With the availability of 9.1.0 we have address some of the most commonly requested feature capabilities in PBHA and we are starting to see a lot of requests for help and guidance around potential deployment models and pro’s and con’s of each.

[ For example the most of the commonly requested enhancements were expanding volume and host cluster support within partitions. ]

One of the things I’ve realised over the years is that High-Availability (HA) means something different to everyone you speak to! Each of us has a preconceived idea of what HA means in our own environment, for example a storage admin may have a very different view from a clustered application admin.

PBHA was designed around everything being HA, i.e. a truly geographically disperse active/active clustered application and always-on implementation, where applications can move between sites in a seamless manner and all servers and storage have fully redundant uniform access to each other. While this does provide the best possible availability, it also requires the most redundant and high bandwidth set of inter-site links (ISL) – I will use the term ISL to mean inter-site, rather than the usual inter-switch meaning in a fabric environment)

However, PBHA can be configured to provide active/active, active/standby, and even more active/failover “DR-like” configurations and I’ve met with clients that are looking for any one of these and some sub categories within those.

So lets get into some details of what each of those could look like, but in the first part of this series, lets set the scene on how PBHA is configured.

Configuring PBHA

Partition Basics

Partitions, partitions, partitions. The fundamental building blocks for creating a PBHA solution. A partition encapsulates the objects you wish to be highly available. In our case this is a setup of volumes, themselves encapsulated in volume groups, and the set of host objects that are mapped to those volumes.

In a green field configuration you can create an empty partition and then begin creating the objects within the partition, but with an existing configuration you can seed a draft partition with existing objects. So simply add the volume groups to the draft and it will pull in all the host objects and the related host to volume mappings.

The final step is to configure replication for the partition, which we will cover below. The act of adding a replication (HA) policy to the partition publishes the draft and makes it active. After publishing, the partition is fixed in configuration – while the HA policy is active.

There are a few critical things to note when creating and managing partitions.

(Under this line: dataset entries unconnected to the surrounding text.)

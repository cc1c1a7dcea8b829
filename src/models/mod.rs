// 基本的なデータ型（座標、経由地点、レポート）
pub mod common;

// 予定時刻順の経由地点キュー
pub mod route;

// バス・リポジトリ・データソースのインターフェース（trait）定義
pub mod traits;

// 各アクターの実装
pub mod dispatcher;
pub mod drone;

// 便利な re-export
pub use common::*;
pub use traits::*;
pub use dispatcher::{Dispatcher, DispatcherError, DispatcherSettings, DispatcherSummary};
pub use drone::{Drone, DroneError, DroneSettings, DroneStats};
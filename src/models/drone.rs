use std::sync::Arc;
use std::time::Duration;

use rand::SeedableRng;
use rand::rngs::StdRng;
use thiserror::Error;
use tracing::{debug, info, warn};

use crate::messaging::{ChannelError, Envelope, Message, MessageKind};
use crate::models::{
    common::{ActorId, Location, TrafficReport, Waypoint},
    route::Route,
    traits::Channel,
};

/// ドローンの動作パラメータ
#[derive(Debug, Clone)]
pub struct DroneSettings {
    /// ディスパッチャのID
    pub dispatcher_id: ActorId,
    /// 移動速度（座標単位/ミリ秒）
    pub speed: f64,
    /// 機上に保持できる経由地点の最大数
    pub max_capacity: usize,
    /// レポート生成用乱数のシード
    pub seed: u64,
}

/// ドローンの状態
#[derive(Debug, Clone, Copy, PartialEq, Eq)]
pub enum DroneState {
    /// 起動要求待ち
    AwaitingActivation,
    /// 地点へ移動中
    Traveling,
    /// メッセージ処理・問い合わせ中
    Servicing,
    /// 停止完了を通知中
    Inactivating,
    /// 停止済み
    Terminated,
}

/// 1回の実行におけるドローンの統計
#[derive(Debug, Clone, Default, PartialEq, Eq)]
pub struct DroneStats {
    /// 訪問した経由地点数
    pub waypoints_visited: usize,
    /// 送信した交通状況レポート数
    pub reports_sent: usize,
    /// 容量超過で破棄したバッチ数
    pub batches_discarded: usize,
    /// 破棄したバッチに含まれていた経由地点数
    pub waypoints_discarded: usize,
}

/// ドローンのエラー
#[derive(Debug, Error)]
pub enum DroneError {
    #[error(transparent)]
    Channel(#[from] ChannelError),
    #[error("ドローン {drone_id} が状態 {state:?} で予期しないメッセージ {kind} を受信しました（送信元 {sender}）")]
    UnexpectedMessage {
        drone_id: ActorId,
        state: DroneState,
        kind: MessageKind,
        sender: ActorId,
    },
}

/// ドローンエージェント
///
/// 予定時刻順の経由地点キューを持ち、地点への移動とメッセージ処理を
/// 交互に行います。訪問地点の近くに駅があるかはディスパッチャに
/// 同期的に問い合わせ、近ければ交通状況レポートを送信します。
#[derive(Debug)]
pub struct Drone<C: Channel> {
    id: ActorId,
    settings: DroneSettings,
    channel: Arc<C>,
    waypoints: Route,
    current_location: Location,
    listening: bool,
    state: DroneState,
    stats: DroneStats,
    rng: StdRng,
}

impl<C: Channel> Drone<C> {
    pub fn new(id: ActorId, settings: DroneSettings, channel: Arc<C>) -> Self {
        let rng = StdRng::seed_from_u64(settings.seed.wrapping_add(id));
        Self {
            id,
            settings,
            channel,
            waypoints: Route::new(),
            current_location: Location::new(0.0, 0.0),
            listening: true,
            state: DroneState::AwaitingActivation,
            stats: DroneStats::default(),
            rng,
        }
    }

    pub fn id(&self) -> ActorId {
        self.id
    }

    #[cfg(test)]
    pub fn state(&self) -> DroneState {
        self.state
    }

    /// ドローンのメインループ
    ///
    /// 停止要求を受け取り、かつ機上のキューが空になるまで繰り返します。
    /// 終了時にディスパッチャへ停止完了を通知します。
    pub async fn run(mut self) -> Result<DroneStats, DroneError> {
        info!(drone_id = self.id, "メッセージ受信待機開始");

        while self.listening || !self.waypoints.is_empty() {
            match self.waypoints.pop() {
                Some(waypoint) => self.visit(waypoint).await?,
                None => {
                    let envelope = self.channel.receive(self.id).await?;
                    self.handle_message(envelope)?;
                }
            }
        }

        self.state = DroneState::Inactivating;
        self.send(Message::DroneInactive)?;
        self.state = DroneState::Terminated;
        info!(
            drone_id = self.id,
            visited = self.stats.waypoints_visited,
            reports = self.stats.reports_sent,
            "停止しました"
        );
        Ok(self.stats)
    }

    async fn visit(&mut self, waypoint: Waypoint) -> Result<(), DroneError> {
        self.travel_to(waypoint.location).await;
        self.stats.waypoints_visited += 1;

        if self.assert_tube_nearby(waypoint.location).await? {
            self.send_traffic_report(&waypoint)?;
        }
        Ok(())
    }

    /// 移動時間 = 距離 / 速度（ミリ秒、端数切り捨て）
    pub fn travel_time(&self, distance: f64) -> Duration {
        Duration::from_millis((distance / self.settings.speed) as u64)
    }

    async fn travel_to(&mut self, destination: Location) {
        self.state = DroneState::Traveling;
        let distance = destination.distance_to(&self.current_location);
        let travel_time = self.travel_time(distance);
        debug!(
            drone_id = self.id,
            %destination,
            distance,
            travel_ms = travel_time.as_millis() as u64,
            "移動開始"
        );

        tokio::time::sleep(travel_time).await;

        self.current_location = destination;
        self.state = DroneState::Servicing;
        debug!(drone_id = self.id, location = %self.current_location, "到着");
    }

    /// 駅の近くかどうかをディスパッチャに問い合わせる
    ///
    /// 回答が届くまでに受信した他のメッセージは通常のハンドラで処理し、
    /// 引き続き回答を待ちます。
    async fn assert_tube_nearby(&mut self, location: Location) -> Result<bool, DroneError> {
        self.send(Message::AssertTubeNearbyRequest(location))?;
        loop {
            let envelope = self.channel.receive(self.id).await?;
            if let Message::AssertTubeNearbyResponse(nearby) = envelope.message() {
                debug!(drone_id = self.id, %location, nearby = *nearby, "駅近接の回答を受信");
                return Ok(*nearby);
            }
            self.handle_message(envelope)?;
        }
    }

    fn send_traffic_report(&mut self, waypoint: &Waypoint) -> Result<(), DroneError> {
        let report = TrafficReport::random_instance(self.id, waypoint.time, &mut self.rng);
        debug!(drone_id = self.id, %report, "交通状況レポート送信");
        self.send(Message::TrafficReport(report))?;
        self.stats.reports_sent += 1;
        Ok(())
    }

    fn handle_message(&mut self, envelope: Envelope) -> Result<(), DroneError> {
        let sender = envelope.sender();
        let kind = envelope.kind();

        match (self.state, envelope.into_message()) {
            (DroneState::AwaitingActivation, Message::Activate) => {
                info!(drone_id = self.id, "起動要求を受信、経由地点を待機");
                self.state = DroneState::Servicing;
                self.send(Message::DroneActive)?;
            }
            (DroneState::Traveling | DroneState::Servicing, Message::Waypoints(batch)) => {
                self.accept_batch(batch);
            }
            (DroneState::Traveling | DroneState::Servicing, Message::Shutdown) => {
                info!(
                    drone_id = self.id,
                    remaining = self.waypoints.len(),
                    "停止要求を受信、残りの地点を消化後に停止"
                );
                self.listening = false;
            }
            (state, _) => {
                return Err(DroneError::UnexpectedMessage {
                    drone_id: self.id,
                    state,
                    kind,
                    sender,
                });
            }
        }
        Ok(())
    }

    /// 容量内であればバッチ全体を取り込み、超える場合はバッチ全体を破棄
    fn accept_batch(&mut self, batch: Vec<Waypoint>) {
        let incoming = batch.len();
        if self.waypoints.len() + incoming <= self.settings.max_capacity {
            self.waypoints.extend(batch);
            debug!(drone_id = self.id, incoming, queued = self.waypoints.len(), "経由地点を受信");
        } else {
            // 送信元には通知しないため、ディスパッチャの積載量管理とずれる
            warn!(
                drone_id = self.id,
                incoming,
                queued = self.waypoints.len(),
                capacity = self.settings.max_capacity,
                "メモリ容量超過のためバッチを破棄"
            );
            self.stats.batches_discarded += 1;
            self.stats.waypoints_discarded += incoming;
        }
    }

    fn send(&self, message: Message) -> Result<(), ChannelError> {
        self.channel
            .send(Envelope::new(self.id, self.settings.dispatcher_id, message))
    }
}

#[cfg(test)]
mod tests {
    use super::*;
    use crate::data::loader::parse_date_time;
    use crate::messaging::InMemoryChannel;
    use chrono::NaiveDateTime;

    const DISPATCHER: ActorId = 0;
    const DRONE: ActorId = 7;

    fn at(value: &str) -> NaiveDateTime {
        parse_date_time(value).unwrap()
    }

    fn settings(max_capacity: usize) -> DroneSettings {
        DroneSettings {
            dispatcher_id: DISPATCHER,
            speed: 1000.0,
            max_capacity,
            seed: 1,
        }
    }

    fn to_drone(channel: &InMemoryChannel, message: Message) {
        channel.send(Envelope::new(DISPATCHER, DRONE, message)).unwrap();
    }

    fn spawn_drone(
        channel: &Arc<InMemoryChannel>,
        max_capacity: usize,
    ) -> tokio::task::JoinHandle<Result<DroneStats, DroneError>> {
        let drone = Drone::new(DRONE, settings(max_capacity), Arc::clone(channel));
        tokio::spawn(drone.run())
    }

    #[test]
    fn test_travel_time_truncates_to_millis() {
        let drone = Drone::new(
            DRONE,
            DroneSettings { speed: 0.5, ..settings(1) },
            Arc::new(InMemoryChannel::new()),
        );
        assert_eq!(drone.travel_time(10.0), Duration::from_millis(20));
        assert_eq!(drone.travel_time(0.3), Duration::from_millis(0));
        assert_eq!(drone.state(), DroneState::AwaitingActivation);
    }

    #[tokio::test]
    async fn test_visits_in_time_order_across_batches() {
        let channel = Arc::new(InMemoryChannel::new());
        let t1 = Waypoint::new(Location::new(1.0, 0.0), at("2011-03-22 08:01:00"));
        let t2 = Waypoint::new(Location::new(2.0, 0.0), at("2011-03-22 08:02:00"));
        let t3 = Waypoint::new(Location::new(3.0, 0.0), at("2011-03-22 08:03:00"));
        let t4 = Waypoint::new(Location::new(4.0, 0.0), at("2011-03-22 08:04:00"));

        to_drone(&channel, Message::Activate);
        to_drone(&channel, Message::Waypoints(vec![t3, t1]));
        to_drone(&channel, Message::Waypoints(vec![t4, t2]));
        let handle = spawn_drone(&channel, 10);

        assert_eq!(channel.receive(DISPATCHER).await.unwrap().kind(), MessageKind::DroneActive);

        let mut visited = Vec::new();
        for _ in 0..4 {
            match channel.receive(DISPATCHER).await.unwrap().into_message() {
                Message::AssertTubeNearbyRequest(location) => visited.push(location),
                other => panic!("問い合わせが期待されます: {:?}", other),
            }
            to_drone(&channel, Message::AssertTubeNearbyResponse(false));
        }
        to_drone(&channel, Message::Shutdown);

        assert_eq!(channel.receive(DISPATCHER).await.unwrap().kind(), MessageKind::DroneInactive);
        assert_eq!(visited, vec![t1.location, t2.location, t3.location, t4.location]);

        let stats = handle.await.unwrap().unwrap();
        assert_eq!(stats.waypoints_visited, 4);
        assert_eq!(stats.reports_sent, 0);
    }

    #[tokio::test]
    async fn test_report_sent_only_when_nearby() {
        let channel = Arc::new(InMemoryChannel::new());
        let near = Waypoint::new(Location::new(0.5, 0.0), at("2011-03-22 08:01:00"));
        let far = Waypoint::new(Location::new(5.0, 5.0), at("2011-03-22 08:02:00"));

        to_drone(&channel, Message::Activate);
        to_drone(&channel, Message::Waypoints(vec![near, far]));
        to_drone(&channel, Message::Shutdown);
        let handle = spawn_drone(&channel, 10);

        assert_eq!(channel.receive(DISPATCHER).await.unwrap().kind(), MessageKind::DroneActive);

        assert_eq!(
            channel.receive(DISPATCHER).await.unwrap().into_message(),
            Message::AssertTubeNearbyRequest(near.location)
        );
        to_drone(&channel, Message::AssertTubeNearbyResponse(true));
        match channel.receive(DISPATCHER).await.unwrap().into_message() {
            Message::TrafficReport(report) => {
                assert_eq!(report.drone_id, DRONE);
                assert_eq!(report.time, near.time);
            }
            other => panic!("レポートが期待されます: {:?}", other),
        }

        assert_eq!(
            channel.receive(DISPATCHER).await.unwrap().into_message(),
            Message::AssertTubeNearbyRequest(far.location)
        );
        to_drone(&channel, Message::AssertTubeNearbyResponse(false));
        assert_eq!(channel.receive(DISPATCHER).await.unwrap().kind(), MessageKind::DroneInactive);

        let stats = handle.await.unwrap().unwrap();
        assert_eq!(stats.reports_sent, 1);
    }

    #[tokio::test]
    async fn test_overflowing_batch_is_discarded_whole() {
        let channel = Arc::new(InMemoryChannel::new());
        let batch: Vec<Waypoint> = (1..=3)
            .map(|i| Waypoint::new(Location::new(f64::from(i), 0.0), at("2011-03-22 08:00:00")))
            .collect();

        to_drone(&channel, Message::Activate);
        to_drone(&channel, Message::Waypoints(batch));
        to_drone(&channel, Message::Shutdown);
        let handle = spawn_drone(&channel, 2);

        assert_eq!(channel.receive(DISPATCHER).await.unwrap().kind(), MessageKind::DroneActive);
        assert_eq!(channel.receive(DISPATCHER).await.unwrap().kind(), MessageKind::DroneInactive);

        let stats = handle.await.unwrap().unwrap();
        assert_eq!(stats.waypoints_visited, 0);
        assert_eq!(stats.batches_discarded, 1);
        assert_eq!(stats.waypoints_discarded, 3);
    }

    fn activated_drone(channel: &Arc<InMemoryChannel>) -> Drone<InMemoryChannel> {
        let mut drone = Drone::new(DRONE, settings(2), Arc::clone(channel));
        drone
            .handle_message(Envelope::new(DISPATCHER, DRONE, Message::Activate))
            .unwrap();
        drone
    }

    fn assert_unexpected(result: Result<(), DroneError>, expected_kind: MessageKind) {
        match result {
            Err(DroneError::UnexpectedMessage { drone_id, kind, state, sender }) => {
                assert_eq!(drone_id, DRONE);
                assert_eq!(kind, expected_kind);
                assert_eq!(state, DroneState::Servicing);
                assert_eq!(sender, DISPATCHER);
            }
            other => panic!("プロトコル違反が期待されます: {:?}", other),
        }
    }

    #[test]
    fn test_second_activation_is_defect() {
        let channel = Arc::new(InMemoryChannel::new());
        let mut drone = activated_drone(&channel);

        let result = drone.handle_message(Envelope::new(DISPATCHER, DRONE, Message::Activate));
        assert_unexpected(result, MessageKind::Activate);
    }

    #[test]
    fn test_unsolicited_response_is_defect() {
        let channel = Arc::new(InMemoryChannel::new());
        let mut drone = activated_drone(&channel);

        let result = drone.handle_message(Envelope::new(
            DISPATCHER,
            DRONE,
            Message::AssertTubeNearbyResponse(true),
        ));
        assert_unexpected(result, MessageKind::AssertTubeNearbyResponse);
    }

    #[test]
    fn test_dispatcher_bound_kinds_are_defects() {
        let channel = Arc::new(InMemoryChannel::new());
        let mut drone = activated_drone(&channel);

        let messages = vec![
            Message::DroneActive,
            Message::DroneInactive,
            Message::AssertTubeNearbyRequest(Location::new(0.0, 0.0)),
        ];
        for message in messages {
            let kind = message.kind();
            let result = drone.handle_message(Envelope::new(DISPATCHER, DRONE, message));
            assert_unexpected(result, kind);
        }
    }

    #[tokio::test]
    async fn test_waypoints_before_activation_is_defect() {
        let channel = Arc::new(InMemoryChannel::new());
        to_drone(&channel, Message::Waypoints(Vec::new()));
        let handle = spawn_drone(&channel, 2);

        match handle.await.unwrap() {
            Err(DroneError::UnexpectedMessage { kind, state, .. }) => {
                assert_eq!(kind, MessageKind::Waypoint);
                assert_eq!(state, DroneState::AwaitingActivation);
            }
            other => panic!("プロトコル違反が期待されます: {:?}", other),
        }
    }
}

  • Today, when a host object is added, this will also pull in all other volumes / volume groups that are mapped to that host object. As stated above, if a host is in HA then all its volumes become HA. This may not be as you wish, there may be some volumes mapped to that host that do not require HA. If this is the case, you can either “split” the host – i.e. if you have enough WWPN then create two host objects, one for HA and one for local only – or you can have one host using FC-SCSI and another using FC-NVMe and divide the HA / local volumes accordingly. In the longer term we are investigating simpler options to solve this use case. Or of course you can leave them in HA – noting the capacity requirements this may have on the partnered system.
  • Ensure your host definitions are correct and complete before you add them to a partition. Today you cannot modify the contents of a host object once it is in a partition. Typically you are not going to change the WWPN definitions in a host in normal running. The one use case here is if an HBA has failed, or is being replaced with newer technology. Part of this use case will require the host to be powered off to replace/change the HBA, while the host is down, you can removed the host object from the partition, update it, and add it back.
  • Partitions can be merged. If you wish to add additional volumes / volume groups to an active partition you can create a new draft partition, add the volume groups and attach the same HA policy. Once this new partition is synchronised you can merge it with the original partition. They must have the exact same HA policy and be consistent synchronised.
  • Today, partitions cannot be split. There are various use cases where splitting a partition could be a useful feature and this is being investigated.

Making a Partition HA

In the GUI you will see a new item in the ToC style menu system “Partitions” – clicking on this will take you into what we refer to as the “Partition Scope”. From here you can select your partition and click to “Configure Replication” (Partition View Pic)

The replication wizard will guide you through the steps to configure the system for HA, after selecting to add HA (Add Replication Pic) it will ensure that you have configured the required system partnership (if not already existing), linking pools (if not already linked) and downloading the IP quorum application for split-brain arbitration. (Wizard Completion pic)

Once everything is completed locally, the system will co-ordinate the creation of the same partition (and sub objects) on the remote system and begin the background synchronisation of the data within the volumes. Once the partitions are consistent and synchronised you will see the status as in the HA Established pic.

Part 1 – Conclusion

In this first part of this series we have seen how partitions form the basic building blocks of PBHA, how to create and manage partitions, some considerations for “getting it right” on day1 and how to make the partition and its objects into a Highly Available Partition. In part2 (coming soon) we will look at the different types of HA deployment that are possible, for full HA, to HA storage and to DR like HA – including different host access modes, such as uniform and non-uniform.